The US promises to cut its CO2 emissions further, although it is far from the reduction that Europe will make

The US wants to retake a leading position in the fight against climate change, although its proposal to reduce the amount of CO2 it releases into the atmosphere has fallen somewhat far from the level set by the European Union or Great Britain. At the virtual climate summit convened by the US president, Joe Biden, his government has ensured that, in 2030, they will have reduced the emission by 52%, but compared to 2005 when their emissions were 20% higher than in the reference year chosen in Europe: 1990.

The importance of the year that the states choose as the base to, from there, cut the volume of greenhouse gases that they release, is that by 1990, the countries emitted less CO2 than in 2005, so more effort is needed to lower them and translates into fewer gases released into the atmosphere. However, the previous goal set by the US, in the time of Barack Obama, was to be 26-28% below 2005.

The US has put all the meat on the grill to stage its return to the global effort to try to combat climate change. In addition to President Biden, Vice President Kamala Harris and Secretary of State Antony Blinken also spoke at the inauguration of this virtual summit. The dome of the American cabinet.

Opening the round of interventions by heads of state and government, Joe Biden insisted that his country accounts for “15% of world emissions, no country alone has the solution. Science tells us that this is the key decade to make decisions that avoid the serious consequences of climate change and ensure that the Earth does not heat more than 1.5ºC. This reality is undeniable ”.

Its Vice President Kamala Harris has stressed the need for collaborative work: “We share the concern and the threats. No nation, no region, is immune to climate change. I urge everyone to focus on the communities hardest hit by the effects. The health of the community, workers and the economy depends on what we do now ”. Secretary of State Blinken has concluded after his bosses that “no country can act alone.”

Speech roulette

The chained messages from the US leadership have marked a total turnaround on the US position during the four years of the Donald Trump administration that came to pull their country out of the Paris Agreement against climate change in 2015. The summit has played a role. a role of climate diplomacy Since, just after the interventions of Biden and the Secretary General of the UN, Antonio Guterres, the President of China Xi Jinping and the Prime Minister of India, Narendra Modi, took the floor. Both countries are at the top in the volume of CO2 emitted, but they are also two emerging economies that are regaining ground after decades of impoverishment. In other words, they are not the main historical causes of global warming.

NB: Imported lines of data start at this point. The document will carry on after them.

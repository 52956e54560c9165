//! First-class action types for tic-tac-toe.
//!
//! Moves are domain events, not side effects. They represent
//! the player's intent and can be validated independently of execution.

use super::{Player, Position};
use serde::{Deserialize, Serialize};

/// A move in tic-tac-toe: a player placing their mark at a position.
#[derive(Debug, Clone, Copy, PartialEq, Eq, Hash, Serialize, Deserialize)]
pub struct Move {
    /// The player making the move.
    pub player: Player,
    /// The position where the player places their mark.
    pub position: Position,
}

impl Move {
    /// Creates a new move.
    pub fn new(player: Player, position: Position) -> Self {
        Self { player, position }
    }
}

impl std::fmt::Display for Move {
    fn fmt(&self, f: &mut std::fmt::Formatter<'_>) -> std::fmt::Result {
        write!(f, "{} -> {}", self.player, self.position.label())
    }
}

/// Error that can occur when validating or applying a move.
///
/// The session controller never surfaces these to its caller; rejected
/// input is dropped. They exist so the board and the controller can agree
/// on why a move was refused.
#[derive(Debug, Clone, PartialEq, Eq, derive_more::Display, derive_more::Error)]
pub enum MoveError {
    /// The square at the position is already occupied.
    #[display("Square {} is already occupied", _0)]
    SquareOccupied(#[error(not(source))] Position),

    /// The game is already over.
    #[display("Game is already over")]
    GameOver,

    /// The cell index is not on the board.
    #[display("Position {} is out of bounds (must be 0-8)", _0)]
    OutOfBounds(#[error(not(source))] usize),
}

After these interventions, Prime Minister Boris Johnson and Japan’s Yoshihide Suga took the floor, underlining the diplomatic power deployed by the US. Jonhson carried under his arm the update of his climate plan announced this Wednesday that aims for the United Kingdom to emit 78% less CO2 compared to 1990 in the year 2035. Then they spoke, in rapid succession and with very short speeches, the Chancellor German Angela Merkel heard the President of France, Emanuel Macron. The European Union had no news regarding new emissions cuts since it delivered its renewed plan to the UN in December, which is 55% CO2 reduction compared to 1990 in 2030. Then the Russian president, Vladimir Putin, who intervened. He has spoken that he intends to “significantly reduce” emissions without detailing and has pointed out the usefulness of betting on atomic energy to avoid releasing CO2 and the “absorption of gases”. With Putin the objective of a summit with all the fundamental actors was completed in a certain way, regardless of the content of their speeches.

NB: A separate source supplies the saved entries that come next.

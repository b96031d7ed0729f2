use std::path::PathBuf;

/// A single ranked hit.
#[derive(Debug, Clone, PartialEq)]
pub struct SearchHit {
    pub path: PathBuf,
    pub score: f32,
    pub ocr_text: Option<String>,
}

impl SearchHit {
    pub fn new(path: impl Into<PathBuf>, score: f32) -> Self {
        Self {
            path: path.into(),
            score,
            ocr_text: None,
        }
    }
}

#[derive(Debug, Clone, Copy, PartialEq)]
pub struct SearchParams {
    pub limit: u32,
    pub threshold: f32,
}

/// One issued query. Never mutated once built; a newer generation supersedes it.
#[derive(Debug, Clone, PartialEq)]
pub struct SearchRequest {
    query: String,
    limit: u32,
    threshold: f32,
    generation: u64,
}

impl SearchRequest {
    pub fn new(query: &str, params: SearchParams, generation: u64) -> Self {
        Self {
            query: query.trim().to_string(),
            limit: params.limit,
            threshold: params.threshold,
            generation,
        }
    }

    pub fn query(&self) -> &str {
        &self.query
    }

    pub fn limit(&self) -> u32 {
        self.limit
    }

    pub fn threshold(&self) -> f32 {
        self.threshold
    }

    pub fn generation(&self) -> u64 {
        self.generation
    }
}

#[derive(Debug, Clone, Copy, PartialEq, Eq)]
pub enum ResultSource {
    Search,
    Recent,
    Cleared,
    Similar,
}

/// Hits in backend rank order, tagged with the generation that produced them.
#[derive(Debug, Clone, PartialEq)]
pub struct SearchResults {
    pub generation: u64,
    pub source: ResultSource,
    pub hits: Vec<SearchHit>,
}

impl SearchResults {
    pub fn cleared(generation: u64) -> Self {
        Self {
            generation,
            source: ResultSource::Cleared,
            hits: Vec::new(),
        }
    }

    pub fn is_empty(&self) -> bool {
        self.hits.is_empty()
    }

    pub fn paths(&self) -> impl Iterator<Item = &PathBuf> {
        self.hits.iter().map(|hit| &hit.path)
    }
}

Biden has stated that “this summit is a first step towards the Glasgow COP in November for a prosperous, safe and sustainable world.” At that meeting in Scotland, countries should have presented detailed plans to enhance their effort to prevent the Earth from overheating by more than 1.5ºC by 2100. So far, the UN has received documents from 75 parties covering a 30% of total emissions. The joint effect of those plans reduce those emissions by 1% by 2030. The UN scientists’ calculations are that, for that year, the cut should be 45%.